Year by year listing of all seasons played by the Anaheim Ducks under Disney ownership
NHL Season: Ducks season; Conference; Division; Regular season; Postseason
CF: DF; GP; W; L; T; OT; Pts; GF; GA; GP; W; L; GF; GA; Result
Mighty Ducks of Anaheim
1993–94^{[a]}: 1993–94^{[b]}; Western; Pacific; 9th; 4th; 84; 33; 46; 5; —; 71; 229; 251; —; —; —; —; —; Did not qualify
1994–95^{[c]}: 1994–95; Western; Pacific; 12th; 6th; 48; 16; 27; 5; —; 37; 125; 164; —; —; —; —; —; Did not qualify
1995–96: 1995–96; Western; Pacific; 9th; 4th; 82; 35; 39; 8; —; 78; 234; 247; —; —; —; —; —; Did not qualify
1996–97: 1996–97; Western; Pacific; 4th; 2nd; 82; 36; 33; 13; —; 85; 243; 233; 11; 4; 7; 25; 30; Won Conference Quarterfinals vs. Phoenix Coyotes, 4–3 Lost Conference Semifinals vs. Detroit Red Wings, 0–4
1997–98: 1997–98; Western; Pacific; 12th; 6th; 82; 26; 43; 13; —; 65; 205; 261; —; —; —; —; —; Did not qualify
1998–99: 1998–99; Western; Pacific; 6th; 3rd; 82; 35; 34; 13; —; 83; 215; 206; 4; 0; 4; 6; 17; Lost Conference Quarterfinals vs. Detroit Red Wings, 0–4
1999–2000: 1999–2000; Western; Pacific; 9th; 5th; 82; 34; 33; 12; 3^{[d]}; 83; 217; 227; —; —; —; —; —; Did not qualify
2000–01: 2000–01; Western; Pacific; 15th; 5th; 82; 25; 41; 11; 5; 66; 188; 245; —; —; —; —; —; Did not qualify
2001–02: 2001–02; Western; Pacific; 13th; 5th; 82; 29; 42; 8; 3; 69; 175; 198; —; —; —; —; —; Did not qualify
2002–03: 2002–03; Western‡; Pacific; 7th; 2nd; 82; 40; 27; 9; 6; 95; 203; 193; 21; 15; 6; 45; 40; Won Conference Quarterfinals vs. Detroit Red Wings, 4–0 Won Conference Semifinals vs. Dallas Stars, 4–2 Won Conference Finals vs. Minnesota Wild, 4–0 Lost Stanley Cup Finals vs. New Jersey Devils, 3–4
2003–04: 2003–04; Western; Pacific; 12th; 4th; 82; 29; 35; 10; 8; 76; 184; 213; —; —; —; —; —; Did not qualify
2004–05^{[e]}: 2004–05; Western; Pacific; —; —; —; —; —; —; —; —; —; —; —; —; —; —; —; No playoffs due to lockout
2005–06: 2005–06; Western; Pacific; 6th; 3rd; 82; 43; 27; —^{[f]}; 12; 98; 254; 229; 16; 9; 7; 46; 36; Won Conference Quarterfinals vs. Calgary Flames, 4–3 Won Conference Semifinals vs. Colorado Avalanche, 4–0 Lost Conference Finals vs. Edmonton Oilers, 1–4

==In other media==
===Video game===
An electronic, handheld LCD game titled, Mighty Ducks and based on the animated series of the same name, was released in 1996. The game was developed, created, and released by Tiger Electronics.

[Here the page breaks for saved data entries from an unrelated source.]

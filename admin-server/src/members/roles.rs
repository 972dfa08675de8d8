//! 角色管理服务

use chrono::Utc;
use shared::models::{EntityStatus, PermissionSet, Role, RoleCreate, RoleUpdate};
use shared::{AppError, ErrorCode};
use uuid::Uuid;

use super::{integrity, propagation};
use crate::db::Database;
use crate::utils::AppResult;

/// 获取角色列表
pub async fn list(db: &Database) -> Vec<Role> {
    let dir = db.directory.read().await;
    dir.roles.list()
}

/// 获取单个角色
pub async fn get(db: &Database, id: &str) -> AppResult<Role> {
    let dir = db.directory.read().await;
    dir.roles
        .get(id)
        .cloned()
        .ok_or_else(|| AppError::not_found(ErrorCode::RoleNotFound, format!("Role {id}")))
}

/// 创建角色
pub async fn create(db: &Database, data: RoleCreate) -> AppResult<Role> {
    let mut dir = db.directory.write().await;
    integrity::check_role_create(&dir, &data)?;

    let now = Utc::now();
    let role = Role {
        id: Uuid::new_v4().to_string(),
        name: data.name,
        code: data.code,
        description: data.description,
        permissions: PermissionSet::from_raw(data.permissions),
        level: data.level,
        status: data.status.unwrap_or(EntityStatus::Active),
        user_count: 0,
        created_at: now,
        updated_at: now,
    };
    dir.roles.insert(role.clone());

    tracing::info!(role_id = %role.id, code = %role.code, "role created");
    Ok(role)
}

/// 更新角色
///
/// 权限或名称变更后，立即把解析结果写回所有持有该角色的用户。
pub async fn update(db: &Database, id: &str, data: RoleUpdate) -> AppResult<Role> {
    let mut dir = db.directory.write().await;
    let existing = dir
        .roles
        .get(id)
        .cloned()
        .ok_or_else(|| AppError::not_found(ErrorCode::RoleNotFound, format!("Role {id}")))?;

    integrity::check_role_update(&dir, &existing, &data)?;

    let new_permissions = data.permissions.map(PermissionSet::from_raw);
    let permissions_changed = new_permissions
        .as_ref()
        .is_some_and(|p| p != &existing.permissions);
    let name_changed = data.name.as_ref().is_some_and(|n| n != &existing.name);

    let role = {
        let entry = dir
            .roles
            .get_mut(id)
            .ok_or_else(|| AppError::not_found(ErrorCode::RoleNotFound, format!("Role {id}")))?;

        if let Some(name) = data.name {
            entry.name = name;
        }
        if let Some(code) = data.code {
            entry.code = code;
        }
        if let Some(description) = data.description {
            entry.description = description;
        }
        if let Some(permissions) = new_permissions {
            entry.permissions = permissions;
        }
        if let Some(level) = data.level {
            entry.level = level;
        }
        if let Some(status) = data.status {
            entry.status = status;
        }
        entry.updated_at = Utc::now();
        entry.clone()
    };

    if permissions_changed || name_changed {
        let updated = propagation::propagate_role_change(&mut dir, id);
        tracing::info!(role_id = %id, users_updated = updated, "role change propagated");
    }

    Ok(role)
}

/// 删除角色；仍被用户引用时拒绝
pub async fn delete(db: &Database, id: &str) -> AppResult<()> {
    let mut dir = db.directory.write().await;
    let existing = dir
        .roles
        .get(id)
        .cloned()
        .ok_or_else(|| AppError::not_found(ErrorCode::RoleNotFound, format!("Role {id}")))?;

    integrity::check_role_delete(&dir, &existing)?;
    dir.roles.remove(id);

    tracing::info!(role_id = %id, "role deleted");
    Ok(())
}

#[cfg(test)]
mod tests {
    use super::*;
    use crate::members::users;
    use shared::models::{UserCreate, UserStatus};

    fn qa_role() -> RoleCreate {
        RoleCreate {
            name: "QA".to_string(),
            code: "QA_ENGINEER".to_string(),
            description: "Quality assurance".to_string(),
            permissions: vec!["project.read".to_string()],
            level: 3,
            status: None,
        }
    }

    fn user_with_role(role_id: &str) -> UserCreate {
        UserCreate {
            employee_id: "U200".to_string(),
            name: "QA User".to_string(),
            email: "qa.user@company.com".to_string(),
            phone: "13812349999".to_string(),
            avatar: None,
            department_id: "dept_1".to_string(),
            position: "QA Engineer".to_string(),
            role_id: role_id.to_string(),
            report_to_id: None,
            status: Some(UserStatus::Active),
            password: None,
        }
    }

    #[tokio::test]
    async fn test_create_rejects_duplicates_and_bad_shapes() {
        let db = Database::seeded();

        let mut dup_name = qa_role();
        dup_name.name = "Developer".to_string();
        assert_eq!(
            create(&db, dup_name).await.unwrap_err().code,
            ErrorCode::RoleNameExists
        );

        let mut dup_code = qa_role();
        dup_code.code = "DEVELOPER".to_string();
        assert_eq!(
            create(&db, dup_code).await.unwrap_err().code,
            ErrorCode::RoleCodeExists
        );

        let mut bad_code = qa_role();
        bad_code.code = "qa-engineer".to_string();
        assert_eq!(
            create(&db, bad_code).await.unwrap_err().code,
            ErrorCode::ValidationFailed
        );

        let mut bad_level = qa_role();
        bad_level.level = 11;
        assert_eq!(
            create(&db, bad_level).await.unwrap_err().code,
            ErrorCode::ValueOutOfRange
        );
    }

    #[tokio::test]
    async fn test_permission_update_propagates_to_users() {
        let db = Database::seeded();
        let role = create(&db, qa_role()).await.expect("role");
        let user = users::create(&db, user_with_role(&role.id))
            .await
            .expect("user");
        assert!(user.permissions.contains("project.read"));
        assert!(!user.permissions.contains("project.update"));

        update(
            &db,
            &role.id,
            RoleUpdate {
                permissions: Some(vec![
                    "project.read".to_string(),
                    "project.update".to_string(),
                ]),
                ..Default::default()
            },
        )
        .await
        .expect("update");

        let refreshed = users::get(&db, &user.id).await.expect("user");
        assert!(refreshed.permissions.contains("project.update"));
        assert!(refreshed.updated_at > user.updated_at);
    }

    #[tokio::test]
    async fn test_wildcard_update_resolves_to_all() {
        let db = Database::seeded();
        let role = create(&db, qa_role()).await.expect("role");
        let user = users::create(&db, user_with_role(&role.id))
            .await
            .expect("user");

        update(
            &db,
            &role.id,
            RoleUpdate {
                permissions: Some(vec!["*".to_string()]),
                ..Default::default()
            },
        )
        .await
        .expect("update");

        let refreshed = users::get(&db, &user.id).await.expect("user");
        assert!(refreshed.permissions.is_all());
    }

    #[tokio::test]
    async fn test_delete_blocked_while_users_hold_role() {
        let db = Database::seeded();
        let role = create(&db, qa_role()).await.expect("role");
        let user = users::create(&db, user_with_role(&role.id))
            .await
            .expect("user");

        let err = delete(&db, &role.id).await.unwrap_err();
        assert_eq!(err.code, ErrorCode::RoleInUse);
        assert!(err.message.contains('1'));
        // 角色集合未被改动
        assert!(get(&db, &role.id).await.is_ok());

        users::delete(&db, &user.id).await.expect("delete user");
        delete(&db, &role.id).await.expect("delete role");
        assert_eq!(
            get(&db, &role.id).await.unwrap_err().code,
            ErrorCode::RoleNotFound
        );
    }

    #[tokio::test]
    async fn test_update_excludes_self_from_uniqueness() {
        let db = Database::seeded();
        let role = create(&db, qa_role()).await.expect("role");

        // 保留自己的名字不算冲突
        assert!(
            update(
                &db,
                &role.id,
                RoleUpdate {
                    name: Some("QA".to_string()),
                    ..Default::default()
                },
            )
            .await
            .is_ok()
        );

        let err = update(
            &db,
            &role.id,
            RoleUpdate {
                name: Some("Developer".to_string()),
                ..Default::default()
            },
        )
        .await
        .unwrap_err();
        assert_eq!(err.code, ErrorCode::RoleNameExists);
    }
}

===Theme park attractions===
====Mighty Ducks: Pinball Slam====

At the now-defunct DisneyQuest locations, Mighty Ducks: Pinball Slam featured as one of the theme park attractions. Opened by Disney Regional Entertainment (which was a subsidiary of Walt Disney Parks and Resorts), the line of limited, smaller-scaled locations included a number of indoor interactive rides and activities. The concept was short-lived and though there were meant to be various locations in numerous cities, the company ultimately opened two locations.

The ride itself allowed the audience to "become" a pinball in a gigantic projected pinball game; by rocking their "duck" back and forth, up to twelve players at a time control their corresponding pinball on the screen, attempting to collect the most points throughout the duration of the ride.

====Disney's All-Star Movies Resort====

Disney's All-Star Movies Resort, a "value" resort hotel located at the Walt Disney World Resort, features a Mighty Ducks-themed section and swimming pool.

===Podcast===
A podcast channel dedicated to the trilogy titled The Quack Attack, has over 200 episodes dedicated to the topic.

==Home media==
The trilogy of films were released in a collection set on DVD and Blu-ray on September 2, 2002, and May 23, 2017, respectively.